Investigação de polimorfismos no gene TNF em pacientes com hepatotoxicidade induzida por medicações antituberculosas no norte do Brasil

Detalhes bibliográficos
Ano de defesa: 2015
Autor(a) principal: VALENTE, Sonia Lopes lattes
Orientador(a): SORTICA, Vinicius de Albuquerque lattes
Banca de defesa: Não Informado pela instituição
Tipo de documento: Dissertação
Tipo de acesso: Acesso aberto
Idioma: por
Instituição de defesa: Universidade Federal do Pará
Programa de Pós-Graduação: Programa de Pós-Graduação em Oncologia e Ciências Médicas
Departamento: Núcleo de Pesquisas em Oncologia
País: Brasil
Palavras-chave em Português:
Área do conhecimento CNPq:
Link de acesso: http://repositorio.ufpa.br/jspui/handle/2011/7256
Resumo: A tuberculose persiste como um grave problema de saúde pública em todo o mundo. A hepatotoxicidade induzida por medicações antituberculosas provoca um grande número de hospitalizações, podendo ser fatal se o tratamento não for interrompido. Os mecanismos da hepatite induzida pelas medicações antituberculosas ainda não foram esclarecidos e estudos sugerem que mecanismos imunológicos estão envolvidos na sua patogênese. A citocina TNF-α é um dos principais mediadores inflamatórios do sistema imunológico e variações em seus níveis parecem estar relacionadas à patogênese da hepatite induzida por fármacos. Diferenças observadas nos níveis dessa citocina podem estar relacionadas com polimorfismos no gene TNF. O conhecimento de polimorfismos no gene TNF envolvidos no desenvolvimento de hepatotoxicidade por medicações antituberculosas permitirá a utilização desses marcadores moleculares para melhorar o manejo terapêutico nesses pacientes. O presente estudo investigou a influência dos polimorfismos -308C>T (rs1800629), -1031C>T (rs1799964), -238A>G (rs361525) e -857C>T (rs1799724) do TNF no desenvolvimento da hepatotoxicidade.
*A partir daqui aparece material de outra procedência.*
//! Test helpers: a scripted host and module setup.

use std::cell::Cell;
use std::collections::{HashMap, HashSet};
use std::sync::Arc;

use tempo_audit::{ActionKind, AuditReport};

use crate::action::ActionDescriptor;
use crate::actor::{ActorId, ActorSnapshot, ActorStats, Resources};
use crate::cadence::ManualClock;
use crate::config::TimingConfig;
use crate::error::RoutineError;
use crate::module::TimingModule;
use crate::pulse::TickReport;
use crate::routines::{HostEffects, RejectReason, ResolutionOutcome};

// =============================================================================
// Scripted host
// =============================================================================

/// A host call observed by [`ScriptedHost`].
#[derive(Debug, Clone, Copy, PartialEq, Eq)]
pub enum HostCall {
    Effect(ActorId, ActionDescriptor),
    Resolve(ActorId, ActionDescriptor),
    Interrupted(ActorId, ActionDescriptor),
    Rejected(ActorId, ActionDescriptor, RejectReason),
}

/// In-memory host: a map of actor snapshots plus a call log.
#[derive(Debug, Default)]
pub struct ScriptedHost {
    pub actors: HashMap<ActorId, ActorSnapshot>,
    pub calls: Vec<HostCall>,
    /// Actors whose resolutions fail.
    pub fail_resolve: HashSet<ActorId>,
    /// Actors whose resolutions panic.
    pub panic_resolve: HashSet<ActorId>,
    /// Actors whose visible effects panic.
    pub panic_effect: HashSet<ActorId>,
    /// Number of snapshot queries served.
    pub snapshot_queries: Cell<u64>,
}

impl ScriptedHost {
    pub fn with_actors(actors: impl IntoIterator<Item = ActorSnapshot>) -> Self {
        Self {
            actors: actors.into_iter().map(|a| (a.id, a)).collect(),
            ..Self::default()
        }
    }

    pub fn actor_mut(&mut self, id: u64) -> &mut ActorSnapshot {
        self.actors.get_mut(&ActorId::new(id)).expect("unknown test actor")
    }

    pub fn count(&self, pred: impl Fn(&HostCall) -> bool) -> usize {
        self.calls.iter().filter(|c| pred(c)).count()
    }

    pub fn resolves_for(&self, id: u64) -> usize {
        self.count(|c| matches!(c, HostCall::Resolve(a, _) if *a == ActorId::new(id)))
    }
}

impl HostEffects for ScriptedHost {
    fn snapshot(&self, actor: ActorId) -> Option<ActorSnapshot> {
        self.snapshot_queries.set(self.snapshot_queries.get() + 1);
        self.actors.get(&actor).copied()
    }

    fn play_effect(&mut self, actor: ActorId, action: &ActionDescriptor) -> Result<(), RoutineError> {
        if self.panic_effect.contains(&actor) {
            panic!("scripted effect panic for {actor}");
        }
        self.calls.push(HostCall::Effect(actor, *action));
        Ok(())
    }

    fn resolve(&mut self, actor: ActorId, action: &ActionDescriptor) -> Result<ResolutionOutcome, RoutineError> {
        if self.panic_resolve.contains(&actor) {
            panic!("scripted panic for {actor}");
        }
        if self.fail_resolve.contains(&actor) {
            return Err(RoutineError::Host(format!("scripted failure for {actor}")));
        }
        self.calls.push(HostCall::Resolve(actor, *action));
        if let Some(snapshot) = self.actors.get_mut(&actor) {
            let r = &mut snapshot.resources;
            match action.kind {
                ActionKind::Swing => r.ammo = r.ammo.saturating_sub(1),
                ActionKind::Spell => r.mana = r.mana.saturating_sub(1),
                ActionKind::Bandage => r.bandages = r.bandages.saturating_sub(1),
                ActionKind::Wand => r.wand_charges = r.wand_charges.saturating_sub(1),
            }
        }
        Ok(ResolutionOutcome::landed())
    }

    fn interrupted(&mut self, actor: ActorId, action: &ActionDescriptor) {
        self.calls.push(HostCall::Interrupted(actor, *action));
    }

    fn rejected(&mut self, actor: ActorId, action: &ActionDescriptor, reason: RejectReason) {
        self.calls.push(HostCall::Rejected(actor, *action, reason));
    }
}

// =============================================================================
// Actor factories
// =============================================================================

/// Plenty of every resource.
pub fn stocked() -> Resources {
    Resources {
        mana: 100,
        bandages: 10,
        wand_charges: 10,
        ammo: 50,
    }
}

/// A fighter in combat with the given dex.
pub fn fighter(id: u64, dex: u32) -> ActorSnapshot {
    ActorSnapshot {
        stats: ActorStats { dex, int: 100 },
        in_combat: true,
        resources: stocked(),
        ..ActorSnapshot::alive(ActorId::new(id))
    }
}

/// An out-of-combat actor with baseline stats and full resources.
pub fn civilian(id: u64) -> ActorSnapshot {
    ActorSnapshot {
        resources: stocked(),
        ..ActorSnapshot::alive(ActorId::new(id))
    }
}

// =============================================================================
// Module setup
// =============================================================================

/// 50ms ticks, 1s idle eviction.
pub fn fast_config() -> TimingConfig {
    TimingConfig {
        idle_eviction_ms: 1_000,
        ..TimingConfig::default()
    }
}

/// Module at time 0 over `host`, with a shared manual clock.
pub fn module_with(config: TimingConfig, host: ScriptedHost) -> (TimingModule<ScriptedHost>, ManualClock) {
    let clock = ManualClock::starting_at(0);
    let module = TimingModule::initialize(config, host, Arc::new(clock.clone()));
    (module, clock)
}

/// Ticks at every `step_ms` from `from_ms` through `to_ms` inclusive.
pub fn run_ticks(
    module: &mut TimingModule<ScriptedHost>,
    from_ms: u64,
    to_ms: u64,
    step_ms: u64,
) -> Vec<TickReport> {
    (from_ms..=to_ms)
        .step_by(usize::try_from(step_ms).expect("step fits usize"))
        .map(|now| module.tick_at(now))
        .collect()
}

/// Report at `now_ms`; panics if the collector was taken.
pub fn report(module: &mut TimingModule<ScriptedHost>, now_ms: u64) -> AuditReport {
    module.report_at(now_ms).expect("collector still owned by module")
}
Foram incluídos no estudo 68 pacientes com tuberculose que apresentaram hepatotoxicidade ao esquema básico composto de rifampicina, isoniazida, pirazinamida e etambutol (2RHZE/4RH) e 191 pacientes sem efeitos adversos à terapia. Os pacientes assinaram um termo de consentimento livre e esclarecido, e forneceram dados clínicos e epidemiológicos e amostras de sangue para perfil genético. Os polimorfismos foram determinados por PCR em tempo real com sondas TaqMan. Comparando a frequência dos genótipos entre os casos e controles, identificou-se uma diferença significativa na distribuição dos genótipos do SNP -1031C>T (p = 0,003). A frequência dos homozigotos -1031CC foi maior no grupo caso (8,8%) do que no grupo controle (1,6%). Os pacientes homozigotos -1031CC apresentaram um risco aumentado para o desenvolvimento de hepatotoxicidade quando comparados ao homozigotos -1031TT ou aos portadores do alelo T (OR = 8,632, p = 0,014 e OR = 11,355, p = 0,004). Concluímos que o SNP -1031C>T do gene TNF foi significativamente associado com a susceptibilidade à hepatite induzida por medicações antituberculosas na população do norte do Brasil.